O PEQUENO DICIONÁRIO CRÍTICO - 18 – VISÃO E VISÕES (acerca das próximas eleições)

“Visões sem visão” escrevia Tolstoi em “Guerra e Paz” a propósito de uma reunião entre Napoleão e Alexandre da Rússia. Visões sem visão era a forma de cada um tentar enganar o interlocutor acerca das suas verdadeiras intenções.
Visões sem visão é a especiaria com que diariamente se disfarça a má qualidade dos conteúdos servidos pelos próceres do sistema neoliberal. As boas intenções são aqui muito úteis para enfeitar a oferta. Desde que não questionem o “como“ e o “porquê” das políticas futuras, terão antena aberta à discrição.
As “visões” actuam como um entorpecente, refúgio de desilusões e sofrimento para os paraísos artificiais das boas intenções. Pode sinceramente falar-se em “coesão social”, em “ajudar as famílias”, na necessidade de “crescimento”, de “criar riqueza” – para quem? – lamentar-se o desemprego e apelar-se à solidariedade (!), sem nunca apresentar uma ideia sequer para o conseguir, exepto talvez prosseguir ou aprofundar o que levou à situação que lamentam ou criticam. Como se continuando com as mesmas politicas isso fosse possível.
Coesão social, implica redução das desigualdades, e portanto tributação da riqueza improdutiva, das rendas monopolistas, etc. Ajudar as famílias implica recompensar o esforço, dar segurança e direitos sociais – que incluem a garantia de estabilidade no emprego. Tudo o contrário do que o neoliberalismo promove e que os bem-intencionados úteis se coibirão de questionar.
Neste âmbito das visões é recorrente que a discussão acabe por girar à volta de pessoas. O que estão a fazer, o que alegadamente irão fazer, o que não fizeram por este ou aquele alegado motivo. É outra forma de distrair do essencial – tentando copiar os comentadores futebolísticos…
Há, pois, “visões” e há “visão”. Parecendo uma o plural da outra são contraditórias.
A definição de uma política tem de se basear numa visão consistente correctamente formulada – e nisto se distingue da utopia. Em termos políticos a visão diz-nos o que pretendemos ser como sociedade dentro de 5, 7 ou 10 anos. Trata-se de uma ideia condutora exprimido correctamente os grandes objectivos nacionais. Um rumo, os propósitos comuns que deverão integrar os esforços colectivos. A “visão” não sendo um conjunto de “visões” deve traduzir-se em “missões” concretas para os diversos agentes políticos e sociais, para todos os cidadãos intervenientes.

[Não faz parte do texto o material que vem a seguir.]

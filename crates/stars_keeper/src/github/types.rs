//! Upstream resources as the sync pipeline sees them.

use chrono::{DateTime, Utc};
use serde::Deserialize;

/// One starred repository, as returned with the star media type.
///
/// The typed fields are extracted for the pipeline; `body` keeps the whole
/// upstream resource so it can be stored verbatim.
#[derive(Debug, Clone, PartialEq)]
pub struct StarredItem {
    /// When the repository was starred.
    pub starred_at: DateTime<Utc>,
    /// The starred repository, if the upstream resource carried one.
    pub repository: Option<RepositoryResource>,
    /// The star resource exactly as received.
    pub body: serde_json::Value,
}

/// A repository resource nested in a star.
#[derive(Debug, Clone, PartialEq)]
pub struct RepositoryResource {
    /// GitHub repository ID.
    pub id: i64,
    /// Owner login.
    pub owner: Option<String>,
    /// Repository name.
    pub name: Option<String>,
    /// `owner/name`.
    pub full_name: Option<String>,
    /// Repository description.
    pub description: Option<String>,
    /// Repository topics.
    pub topics: Vec<String>,
    /// README contents, attached by the fetch stage.
    pub readme: Option<String>,
    /// The repository resource exactly as received.
    pub body: serde_json::Value,
}

impl RepositoryResource {
    /// Owner and name, when both are known.
    pub fn owner_and_name(&self) -> Option<(&str, &str)> {
        Some((self.owner.as_deref()?, self.name.as_deref()?))
    }
}

/// One page of starred repositories.
#[derive(Debug, Clone, Default)]
pub struct StarredPage {
    /// Items on this page, in upstream order.
    pub items: Vec<StarredItem>,
    /// The next page number, or `None` on the last page.
    pub next_page: Option<u32>,
    /// The last page number, when the server advertises one.
    pub last_page: Option<u32>,
}

#[derive(Deserialize)]
struct StarFields {
    starred_at: DateTime<Utc>,
    #[serde(default)]
    repo: Option<serde_json::Value>,
}

#[derive(Deserialize)]
struct RepositoryFields {
    id: i64,
    #[serde(default)]
    name: Option<String>,
    #[serde(default)]
    full_name: Option<String>,
    #[serde(default)]
    owner: Option<OwnerFields>,
    #[serde(default)]
    description: Option<String>,
    #[serde(default)]
    topics: Option<Vec<String>>,
}

#[derive(Deserialize)]
struct OwnerFields {
    login: String,
}

impl StarredItem {
    /// Extract a starred item from a raw star resource.
    pub fn from_value(body: serde_json::Value) -> Result<Self, serde_json::Error> {
        let fields = StarFields::deserialize(&body)?;
        let repository = match fields.repo {
            Some(repo) if !repo.is_null() => Some(RepositoryResource::from_value(repo)?),
            _ => None,
        };

        Ok(Self {
            starred_at: fields.starred_at,
            repository,
            body,
        })
    }
}

impl RepositoryResource {
    /// Extract a repository from a raw repository resource.
    pub fn from_value(body: serde_json::Value) -> Result<Self, serde_json::Error> {
        let fields = RepositoryFields::deserialize(&body)?;

        Ok(Self {
            id: fields.id,
            owner: fields.owner.map(|o| o.login),
            name: fields.name,
            full_name: fields.full_name,
            description: fields.description,
            topics: fields.topics.unwrap_or_default(),
            readme: None,
            body,
        })
    }
}

#[cfg(test)]
mod tests {
    use serde_json::json;

    use super::*;

    fn star_json() -> serde_json::Value {
        json!({
            "starred_at": "2024-01-02T03:04:05Z",
            "repo": {
                "id": 1296269,
                "name": "Hello-World",
                "full_name": "octocat/Hello-World",
                "owner": { "login": "octocat", "id": 1 },
                "description": "This your first repo!",
                "topics": ["octocat", "api"],
                "stargazers_count": 80
            }
        })
    }

    #[test]
    fn test_from_value_extracts_fields() {
        let item = StarredItem::from_value(star_json()).expect("valid star");
        let repo = item.repository.as_ref().expect("repository present");

        assert_eq!(item.starred_at.to_rfc3339(), "2024-01-02T03:04:05+00:00");
        assert_eq!(repo.id, 1296269);
        assert_eq!(repo.owner_and_name(), Some(("octocat", "Hello-World")));
        assert_eq!(repo.full_name.as_deref(), Some("octocat/Hello-World"));
        assert_eq!(repo.topics, vec!["octocat", "api"]);
        assert!(repo.readme.is_none());
    }

    #[test]
    fn test_from_value_keeps_unknown_fields_in_body() {
        let item = StarredItem::from_value(star_json()).expect("valid star");
        assert_eq!(item.body, star_json());
        assert_eq!(
            item.repository.expect("repository").body["stargazers_count"],
            80
        );
    }

    #[test]
    fn test_from_value_without_repository() {
        let item = StarredItem::from_value(json!({
            "starred_at": "2024-01-02T03:04:05Z",
            "repo": null
        }))
        .expect("valid star");
        assert!(item.repository.is_none());
    }

    #[test]
    fn test_from_value_null_topics_and_missing_owner() {
        let item = StarredItem::from_value(json!({
            "starred_at": "2024-01-02T03:04:05Z",
            "repo": { "id": 5, "name": "lonely", "topics": null }
        }))
        .expect("valid star");
        let repo = item.repository.expect("repository");
        assert!(repo.topics.is_empty());
        assert_eq!(repo.owner_and_name(), None);
    }

    #[test]
    fn test_from_value_rejects_missing_timestamp() {
        let result = StarredItem::from_value(json!({ "repo": { "id": 1 } }));
        assert!(result.is_err());
    }
}
//! Sync options, results and constants.

use crate::identity::IdentityScheme;

/// Default number of starred repositories requested per page.
pub const DEFAULT_PAGE_SIZE: u32 = 50;

/// Largest page size the GitHub API accepts.
pub const MAX_PAGE_SIZE: u32 = 100;

/// Capacity of the queue between the fetch and persist stages.
///
/// With a capacity of one the fetcher can run at most one item ahead of the
/// persister.
pub const HANDOFF_CAPACITY: usize = 1;

/// Options for a sync run.
#[derive(Debug, Clone)]
pub struct SyncOptions {
    /// Starred repositories requested per page.
    pub page_size: u32,
    /// Whether to fetch each repository's README.
    pub fetch_readme: bool,
    /// How star identifiers are derived.
    pub identity_scheme: IdentityScheme,
}

impl SyncOptions {
    /// The page size actually requested, clamped to `1..=MAX_PAGE_SIZE`.
    pub fn effective_page_size(&self) -> u32 {
        self.page_size.clamp(1, MAX_PAGE_SIZE)
    }
}

impl Default for SyncOptions {
    fn default() -> Self {
        Self {
            page_size: DEFAULT_PAGE_SIZE,
            fetch_readme: true,
            identity_scheme: IdentityScheme::Digest,
        }
    }
}

/// Result of a completed sync run.
#[derive(Debug, Default, Clone, PartialEq, Eq)]
pub struct SyncResult {
    /// Starred items received from the upstream.
    pub fetched: usize,
    /// Star rows written.
    pub stars_saved: usize,
    /// Repository rows written.
    pub repositories_saved: usize,
}

/// Lifecycle of a sync run.
#[derive(Debug, Clone, Copy, Default, PartialEq, Eq)]
pub enum PipelineState {
    /// Not started yet.
    #[default]
    Idle,
    /// Both stages are running.
    Running,
    /// Both stages finished without error.
    Succeeded,
    /// A stage failed or the run was cancelled.
    Failed,
}
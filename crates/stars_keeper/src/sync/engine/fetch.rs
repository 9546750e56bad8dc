//! Fetch stage: walk the starred listing and hand items to the persister.

use std::sync::Arc;

use tokio::sync::mpsc;
use tokio_util::sync::CancellationToken;

use crate::github::StarredItem;
use crate::source::StarSource;

use super::super::error::StageError;
use super::super::progress::{ProgressCallback, SyncProgress, emit};
use super::super::types::SyncOptions;

/// How the fetch stage ended.
#[derive(Debug, Default, Clone, Copy, PartialEq, Eq)]
pub(super) struct FetchCounts {
    pub(super) handed_over: usize,
    /// Set when cancellation stopped the stage before the last page.
    pub(super) cancelled: bool,
}

impl FetchCounts {
    fn cancelled(handed_over: usize) -> Self {
        Self {
            handed_over,
            cancelled: true,
        }
    }
}

/// Fetch every starred item and send it down `tx`.
///
/// Cancellation, or the persist stage going away, ends the stage early
/// without error. `tx` is dropped on every return path, which closes the
/// queue.
pub(super) async fn run_fetch(
    source: Arc<dyn StarSource>,
    options: SyncOptions,
    tx: mpsc::Sender<StarredItem>,
    cancel: CancellationToken,
    on_progress: Option<Arc<ProgressCallback>>,
) -> Result<FetchCounts, StageError> {
    let on_progress = on_progress.as_deref();

    let login = tokio::select! {
        biased;
        _ = cancel.cancelled() => return Ok(FetchCounts::cancelled(0)),
        login = source.authenticated_user() => login?,
    };

    let per_page = options.effective_page_size();
    tracing::debug!(%login, per_page, "Fetching starred repositories");
    emit(
        on_progress,
        SyncProgress::FetchingStars {
            login: login.clone(),
            per_page,
        },
    );

    let mut page = 1u32;
    let mut total = 0usize;

    loop {
        if cancel.is_cancelled() {
            tracing::debug!(page, "Fetch cancelled before page request");
            return Ok(FetchCounts::cancelled(total));
        }

        let starred = tokio::select! {
            biased;
            _ = cancel.cancelled() => return Ok(FetchCounts::cancelled(total)),
            starred = source.starred_page(&login, page, per_page) => starred?,
        };

        emit(
            on_progress,
            SyncProgress::FetchedPage {
                page,
                last_page: starred.last_page,
                count: starred.items.len(),
                total_so_far: total + starred.items.len(),
            },
        );

        for mut item in starred.items {
            if options.fetch_readme {
                tokio::select! {
                    biased;
                    _ = cancel.cancelled() => return Ok(FetchCounts::cancelled(total)),
                    enriched = attach_readme(source.as_ref(), &mut item) => enriched?,
                }
            }

            tokio::select! {
                biased;
                _ = cancel.cancelled() => {
                    tracing::debug!(page, "Fetch cancelled during hand-off");
                    return Ok(FetchCounts::cancelled(total));
                }
                sent = tx.send(item) => {
                    if sent.is_err() {
                        // The persist stage reports why it stopped.
                        tracing::debug!(page, "Persist stage closed the queue");
                        return Ok(FetchCounts {
                            handed_over: total,
                            cancelled: false,
                        });
                    }
                }
            }
            total += 1;
        }

        match starred.next_page {
            Some(next) if next > page => page = next,
            _ => break,
        }
    }

    tracing::debug!(total, "Fetched all starred repositories");
    emit(on_progress, SyncProgress::FetchComplete { total });
    Ok(FetchCounts {
        handed_over: total,
        cancelled: false,
    })
}

/// Attach the repository README to `item`. A missing README leaves it unset.
async fn attach_readme(source: &dyn StarSource, item: &mut StarredItem) -> Result<(), StageError> {
    let Some(repository) = item.repository.as_mut() else {
        return Ok(());
    };
    let Some((owner, name)) = repository.owner_and_name() else {
        return Ok(());
    };

    let readme = source.readme(owner, name).await?;
    if readme.is_none() {
        tracing::debug!(repository_id = repository.id, "Repository has no README");
    }
    repository.readme = readme;
    Ok(())
}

Cada ministério, cada secretaria, cada direcção-geral, cada agente económico ou puramente social (fora da esfera mercantil) deverá definir como se efectua a sua actividade para concretizar no seu âmbito a “visão” comum.
A Constituição, à volta da qual se reuniu um dos maiores, se não o maior consenso nacional da história moderna do nosso país, deveria constituir, sendo posta em prática, a visão para o futuro do país.
  
E esta “missão” traduz-se por sua vez em políticas, ou sejam, as orientações, as formas, os meios, para realizar a missão no curto prazo, e em estratégias: o que fazer, como, quando e quem para a missão ser desempenhada com eficiência.

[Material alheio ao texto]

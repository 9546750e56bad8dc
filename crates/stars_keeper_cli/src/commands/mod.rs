pub(crate) mod meta;
pub(crate) mod migrate;
pub(crate) mod purge;
pub(crate) mod sync;
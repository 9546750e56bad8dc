//! Shared fixtures for integration tests.

#![allow(dead_code)]

use std::sync::{Arc, Mutex};
use std::time::Duration;

use async_trait::async_trait;
use sea_orm::{ConnectionTrait, DatabaseConnection};
use serde_json::json;
use stars_keeper::connect_and_migrate;
use stars_keeper::github::{GitHubError, StarredItem, StarredPage};
use stars_keeper::source::StarSource;

/// Maximum time any sync should take in tests.
/// If exceeded, there's likely a hang/deadlock.
pub const SYNC_TIMEOUT: Duration = Duration::from_secs(10);

/// An in-memory upstream serving a fixed list of pages.
#[derive(Default)]
pub struct FakeSource {
    pages: Vec<StarredPage>,
    fail_on_page: Option<u32>,
    page_delay: Option<Duration>,
    requested_pages: Mutex<Vec<u32>>,
}

impl FakeSource {
    pub fn new(pages: Vec<StarredPage>) -> Self {
        Self {
            pages,
            ..Default::default()
        }
    }

    /// Fail with an authentication error when `page` is requested.
    pub fn failing_on_page(mut self, page: u32) -> Self {
        self.fail_on_page = Some(page);
        self
    }

    /// Sleep before answering every page request.
    pub fn with_page_delay(mut self, delay: Duration) -> Self {
        self.page_delay = Some(delay);
        self
    }

    pub fn requested_pages(&self) -> Vec<u32> {
        self.requested_pages.lock().expect("lock").clone()
    }
}

#[async_trait]
impl StarSource for FakeSource {
    async fn authenticated_user(&self) -> Result<String, GitHubError> {
        Ok("octocat".to_string())
    }

    async fn starred_page(
        &self,
        _login: &str,
        page: u32,
        _per_page: u32,
    ) -> Result<StarredPage, GitHubError> {
        self.requested_pages.lock().expect("lock").push(page);
        if let Some(delay) = self.page_delay {
            tokio::time::sleep(delay).await;
        }
        if self.fail_on_page == Some(page) {
            return Err(GitHubError::AuthRequired);
        }
        Ok(self
            .pages
            .get(page as usize - 1)
            .cloned()
            .unwrap_or_default())
    }

    async fn readme(&self, _owner: &str, name: &str) -> Result<Option<String>, GitHubError> {
        Ok(Some(format!("# {name}")))
    }
}

/// A starred item for repository `id` named `name`.
pub fn star(id: i64, name: &str, starred_at: &str) -> StarredItem {
    star_with_description(id, name, starred_at, None)
}

pub fn star_with_description(
    id: i64,
    name: &str,
    starred_at: &str,
    description: Option<&str>,
) -> StarredItem {
    StarredItem::from_value(json!({
        "starred_at": starred_at,
        "repo": {
            "id": id,
            "name": name,
            "full_name": format!("octocat/{name}"),
            "owner": { "login": "octocat" },
            "description": description,
            "topics": ["rust"]
        }
    }))
    .expect("valid star")
}

/// A starred item whose repository is missing.
pub fn orphan_star(starred_at: &str) -> StarredItem {
    StarredItem::from_value(json!({ "starred_at": starred_at, "repo": null }))
        .expect("valid star")
}

/// Split items into linked pages of `per_page` items.
pub fn paginate(items: Vec<StarredItem>, per_page: usize) -> Vec<StarredPage> {
    let chunks: Vec<Vec<StarredItem>> = items.chunks(per_page).map(<[_]>::to_vec).collect();
    let page_count = chunks.len() as u32;

    chunks
        .into_iter()
        .zip(1u32..)
        .map(|(items, page)| StarredPage {
            items,
            next_page: (page < page_count).then_some(page + 1),
            last_page: Some(page_count),
        })
        .collect()
}

/// Numbered stars for repositories `1..=count`, one minute apart.
pub fn numbered_stars(count: i64) -> Vec<StarredItem> {
    (1..=count)
        .map(|i| star(i, &format!("repo-{i}"), &format!("2024-01-01T00:{i:02}:00Z")))
        .collect()
}

/// Create an in-memory SQLite database with migrations applied.
pub async fn setup_db() -> Arc<DatabaseConnection> {
    let db = connect_and_migrate("sqlite::memory:")
        .await
        .expect("Failed to create test database");
    Arc::new(db)
}

/// Make every insert of repository `id` fail.
pub async fn reject_repository(db: &DatabaseConnection, id: i64) {
    db.execute_unprepared(&format!(
        "CREATE TRIGGER reject_repository_{id} BEFORE INSERT ON repositories \
         WHEN NEW.id = {id} BEGIN SELECT RAISE(ABORT, 'rejected'); END"
    ))
    .await
    .expect("create trigger");
}
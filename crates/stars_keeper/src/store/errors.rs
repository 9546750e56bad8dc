use sea_orm::DbErr;
use thiserror::Error;

/// Errors that can occur while reading or writing the local store.
#[derive(Debug, Error)]
pub enum StoreError {
    /// Database error from sea-orm.
    #[error("Database error: {0}")]
    Database(#[from] DbErr),

    /// A record could not be serialized for storage.
    #[error("Failed to serialize {kind}: {source}")]
    Serialize {
        kind: &'static str,
        #[source]
        source: serde_json::Error,
    },
}

/// Result type alias for store operations.
pub type Result<T> = std::result::Result<T, StoreError>;
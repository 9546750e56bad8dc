//! Pipeline coordinator: one fetch task and one persist task joined by a
//! single-slot queue.
//!
//! The fetch stage walks the starred listing and hands items over one at a
//! time; the persist stage upserts each item as it arrives. Whichever stage
//! fails first cancels the other, and the run reports that first error.
//!
//! # Example
//!
//! ```ignore
//! use std::sync::Arc;
//! use stars_keeper::github::GitHubClient;
//! use stars_keeper::sync::{StarSync, SyncOptions};
//!
//! let client = Arc::new(GitHubClient::new(&token));
//! let db = Arc::new(stars_keeper::connect_and_migrate(&url).await?);
//! let result = StarSync::new(client, db, SyncOptions::default()).run().await?;
//! println!("Saved {} stars", result.stars_saved);
//! ```

mod fetch;
mod persist;

use std::sync::Arc;

use sea_orm::DatabaseConnection;
use tokio::sync::mpsc;
use tokio::task::{JoinError, JoinSet};
use tokio_util::sync::CancellationToken;

use super::error::{Result, Stage, StageError, SyncError};
use super::progress::ProgressCallback;
use super::types::{HANDOFF_CAPACITY, PipelineState, SyncOptions, SyncResult};
use crate::source::StarSource;

use fetch::{FetchCounts, run_fetch};
use persist::{PersistCounts, run_persist};

/// What a finished stage produced.
enum StageOutput {
    Fetched(FetchCounts),
    Persisted(PersistCounts),
}

type StageResult = std::result::Result<StageOutput, (Stage, StageError)>;

/// Syncs the authenticated user's stars into the local store.
pub struct StarSync {
    source: Arc<dyn StarSource>,
    db: Arc<DatabaseConnection>,
    options: SyncOptions,
    state: PipelineState,
    shutdown: Option<CancellationToken>,
    on_progress: Option<Arc<ProgressCallback>>,
}

impl StarSync {
    pub fn new(
        source: Arc<dyn StarSource>,
        db: Arc<DatabaseConnection>,
        options: SyncOptions,
    ) -> Self {
        Self {
            source,
            db,
            options,
            state: PipelineState::Idle,
            shutdown: None,
            on_progress: None,
        }
    }

    /// Cancel the run when `token` fires.
    ///
    /// The run observes a child token, so failures inside the pipeline never
    /// cancel `token` itself.
    pub fn with_shutdown(mut self, token: CancellationToken) -> Self {
        self.shutdown = Some(token);
        self
    }

    /// Report progress through `callback`.
    pub fn with_progress(mut self, callback: ProgressCallback) -> Self {
        self.on_progress = Some(Arc::new(callback));
        self
    }

    /// Current pipeline state.
    pub fn state(&self) -> PipelineState {
        self.state
    }

    /// Run the sync to completion.
    ///
    /// Succeeds only if both stages finish without error. A failed run can be
    /// invoked again; writes are idempotent.
    ///
    /// # Errors
    ///
    /// - [`SyncError::Failed`] with the first stage error observed
    /// - [`SyncError::Cancelled`] if the shutdown token stopped a stage early
    /// - [`SyncError::TaskPanicked`] if a stage panicked
    #[tracing::instrument(
        skip_all,
        fields(
            page_size = self.options.effective_page_size(),
            fetch_readme = self.options.fetch_readme,
            identity_scheme = %self.options.identity_scheme,
        )
    )]
    pub async fn run(&mut self) -> Result<SyncResult> {
        self.state = PipelineState::Running;
        let outcome = self.run_pipeline().await;

        self.state = match &outcome {
            Ok(result) => {
                tracing::info!(
                    fetched = result.fetched,
                    stars = result.stars_saved,
                    repositories = result.repositories_saved,
                    "Sync succeeded"
                );
                PipelineState::Succeeded
            }
            Err(e) => {
                tracing::warn!(error = %e, "Sync failed");
                PipelineState::Failed
            }
        };
        outcome
    }

    async fn run_pipeline(&self) -> Result<SyncResult> {
        let cancel = match &self.shutdown {
            Some(token) => token.child_token(),
            None => CancellationToken::new(),
        };
        let (tx, rx) = mpsc::channel(HANDOFF_CAPACITY);
        let mut tasks: JoinSet<StageResult> = JoinSet::new();

        {
            let source = Arc::clone(&self.source);
            let options = self.options.clone();
            let cancel = cancel.clone();
            let on_progress = self.on_progress.clone();
            tasks.spawn(async move {
                let result = run_fetch(source, options, tx, cancel.clone(), on_progress).await;
                if result.is_err() {
                    cancel.cancel();
                }
                result
                    .map(StageOutput::Fetched)
                    .map_err(|e| (Stage::Fetch, e))
            });
        }

        {
            let db = Arc::clone(&self.db);
            let identity_scheme = self.options.identity_scheme;
            let cancel = cancel.clone();
            let on_progress = self.on_progress.clone();
            tasks.spawn(async move {
                let result = run_persist(db, identity_scheme, rx, cancel.clone(), on_progress).await;
                if result.is_err() {
                    cancel.cancel();
                }
                result
                    .map(StageOutput::Persisted)
                    .map_err(|e| (Stage::Persist, e))
            });
        }

        let mut result = SyncResult::default();
        let mut first_error: Option<SyncError> = None;
        let mut stopped_early = false;

        while let Some(joined) = tasks.join_next().await {
            match joined {
                Ok(Ok(StageOutput::Fetched(counts))) => {
                    result.fetched = counts.handed_over;
                    stopped_early |= counts.cancelled;
                }
                Ok(Ok(StageOutput::Persisted(counts))) => {
                    result.stars_saved = counts.stars;
                    result.repositories_saved = counts.repositories;
                    stopped_early |= counts.cancelled;
                }
                Ok(Err((stage, source))) => {
                    cancel.cancel();
                    tracing::debug!(%stage, error = %source, "Stage failed, cancelling pipeline");
                    first_error.get_or_insert(SyncError::Failed { stage, source });
                }
                Err(e) => {
                    cancel.cancel();
                    let message = join_error_message(e);
                    tracing::error!(%message, "Sync task failed");
                    first_error.get_or_insert(SyncError::TaskPanicked { message });
                }
            }
        }

        if let Some(err) = first_error {
            return Err(err);
        }
        // A shutdown that lands after both stages drained does not undo the run.
        if stopped_early {
            return Err(SyncError::Cancelled);
        }
        Ok(result)
    }
}

fn join_error_message(e: JoinError) -> String {
    if e.is_panic() {
        let payload = e.into_panic();
        if let Some(s) = payload.downcast_ref::<&str>() {
            (*s).to_string()
        } else if let Some(s) = payload.downcast_ref::<String>() {
            s.clone()
        } else {
            "Unknown panic".to_string()
        }
    } else if e.is_cancelled() {
        "Task was cancelled".to_string()
    } else {
        format!("Task failed: {}", e)
    }
}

Por exemplo, a missão do ministro da agricultura, ou do ministro da economia, seria aumentar a produção, reduzir os défices da balança comercial, tornar a produção nacional mais competitiva, mais eficiente. Quantificar estas grandezas e responder por isso. Definir as políticas e as estratégias necessárias, os objectivos para cada organismo a serem auditados regular e eficazmente – também de forma didáctica. Claro que o guia para tudo isto teria de ser um plano económico e social, como aliás a Constituição consagra.

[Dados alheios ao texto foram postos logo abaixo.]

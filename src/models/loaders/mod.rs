pub mod toml_loader;

pub use toml_loader::{load_all_requests, load_request};
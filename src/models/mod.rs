pub mod chunk;
pub mod loaders;
pub mod rubric;
pub mod submission;
pub mod submission_view;

pub use chunk::Chunk;
pub use loaders::{load_all_requests, load_request};
pub use rubric::{Dimension, RubricResult, ScoreSource};
pub use submission::{Criterion, EvaluationRequest, Hackathon, Submission};
pub use submission_view::SubmissionView;
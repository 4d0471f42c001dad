use crate::models::submission::EvaluationRequest;
use anyhow::{Context, Result};
use std::path::{Path, PathBuf};
use tokio::fs;

/// 从 TOML 文件加载一次评估请求
///
/// 文件包含 `[hackathon]` 和 `[submission]` 两张表
pub async fn load_request(toml_file_path: &Path) -> Result<EvaluationRequest> {
    let content = fs::read_to_string(toml_file_path)
        .await
        .with_context(|| format!("无法读取TOML文件: {}", toml_file_path.display()))?;

    let mut request: EvaluationRequest = toml::from_str(&content)
        .with_context(|| format!("无法解析TOML文件: {}", toml_file_path.display()))?;

    request.file_path = Some(toml_file_path.to_string_lossy().to_string());

    Ok(request)
}

/// 加载文件夹中的所有评估请求
///
/// 解析失败的文件只记录警告，不中断加载；结果按文件名排序
pub async fn load_all_requests(folder_path: &str) -> Result<Vec<EvaluationRequest>> {
    let folder = PathBuf::from(folder_path);

    if !folder.exists() {
        anyhow::bail!("文件夹不存在: {}", folder_path);
    }

    let mut toml_files = Vec::new();
    let mut entries = fs::read_dir(&folder)
        .await
        .with_context(|| format!("无法读取文件夹: {}", folder_path))?;

    while let Some(entry) = entries.next_entry().await? {
        let path = entry.path();
        if path.extension().and_then(|s| s.to_str()) == Some("toml") {
            toml_files.push(path);
        }
    }
    toml_files.sort();

    let mut requests = Vec::new();
    for path in toml_files {
        tracing::info!(
            "正在加载: {}",
            path.file_name().unwrap_or_default().to_string_lossy()
        );

        match load_request(&path).await {
            Ok(request) => {
                tracing::info!(
                    "成功加载作品 {} (团队: {})",
                    request.submission.project_name,
                    request.submission.team_name
                );
                requests.push(request);
            }
            Err(e) => {
                tracing::warn!("加载文件失败 {}: {:#}", path.display(), e);
            }
        }
    }

    Ok(requests)
}

#[cfg(test)]
mod tests {
    use super::*;

    const SAMPLE: &str = r##"
[hackathon]
name = "Green Code 2025"
description = "Tools that reduce energy use"
evaluation_prompt = "Favor measurable impact."

[[hackathon.criteria]]
name = "Impact"
weight = 0.6
description = "Measured savings"

[[hackathon.criteria]]
name = "Craft"
weight = 0.4

[submission]
team_name = "Watts Up"
participant_email = "team@example.com"
project_name = "PowerLens"
project_description = "Profiles power draw per request"
code_content = "fn main() {}"
documentation_content = "# PowerLens"
"##;

    #[tokio::test]
    async fn test_load_request_parses_both_tables() {
        let dir = tempfile::tempdir().unwrap();
        let path = dir.path().join("powerlens.toml");
        std::fs::write(&path, SAMPLE).unwrap();

        let request = load_request(&path).await.unwrap();
        assert_eq!(request.hackathon.name, "Green Code 2025");
        assert_eq!(request.hackathon.criteria.len(), 2);
        assert_eq!(request.hackathon.criteria[1].description, "");
        assert_eq!(request.submission.project_name, "PowerLens");
        assert_eq!(request.submission.code_content, "fn main() {}");
        assert_eq!(request.submission.documentation_content, "# PowerLens");
        assert_eq!(request.file_path.as_deref(), Some(path.to_string_lossy().as_ref()));
    }

    #[tokio::test]
    async fn test_load_all_requests_skips_broken_files() {
        let dir = tempfile::tempdir().unwrap();
        std::fs::write(dir.path().join("a.toml"), SAMPLE).unwrap();
        std::fs::write(dir.path().join("b.toml"), "[submission]\nteam_name = 3").unwrap();
        std::fs::write(dir.path().join("notes.txt"), "ignored").unwrap();

        let requests = load_all_requests(dir.path().to_str().unwrap()).await.unwrap();
        assert_eq!(requests.len(), 1);
        assert_eq!(requests[0].submission.team_name, "Watts Up");
    }

    #[tokio::test]
    async fn test_load_all_requests_missing_folder() {
        let result = load_all_requests("/definitely/not/a/real/folder").await;
        assert!(result.unwrap_err().to_string().contains("文件夹不存在"));
    }
}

Se assim acontecesse poderíamos dizer que a desenvolvimento económico tinha uma hipótese de se concretizar.
Mas não, tudo isto é algo proibido pelo neoliberalismo. Vive-se de visões sem visão. Debitam-se banalidades inconsequentes ou verdades de Sr De La Palisse – tivemos e temos em altos cargos personalidades exímias neste género de loquacidade. (1)
Em vez do esclarecimento dos conceitos, de objectivos concretos e da forma de os alcançar, a decadência da democracia que a rendição ao neoliberalismo trouxe, recorre à “propaganda” pura e simples. Os problemas são originados porque as “medidas” não são comunicadas ao “povo” de forma eficaz, pouco interessando os conteúdos. Quem já desistiu de enfrentar o concreto refugia-se no subjectivismo, no artificialismo. As políticas valem, então, apenas pelo que parecem ser. Servem-se de encenadores de eventos, vulgo consultores de imagem, que ensinam aos políticos do sistema a exprimir-se em “visões”.
O tema recorrente é então: carpir pelas desgraças que afligem a maioria; debitar um conjunto de generalidades com bons sentimentos e boas intenções. À volta disto lançam-se críticas sobre os concorrentes à venda do mesmo produto político: o neoliberalismo.
“Educar é distrair”, escreveu André Malraux. A subtileza da frase está na sua ambiguidade. Ensinar o quê? Distrair de quê e com quê? Com cultura e verdade ou incultura e inverdade? Distrair do facto fundamental que a realidade política do sistema é escondida com “visões”?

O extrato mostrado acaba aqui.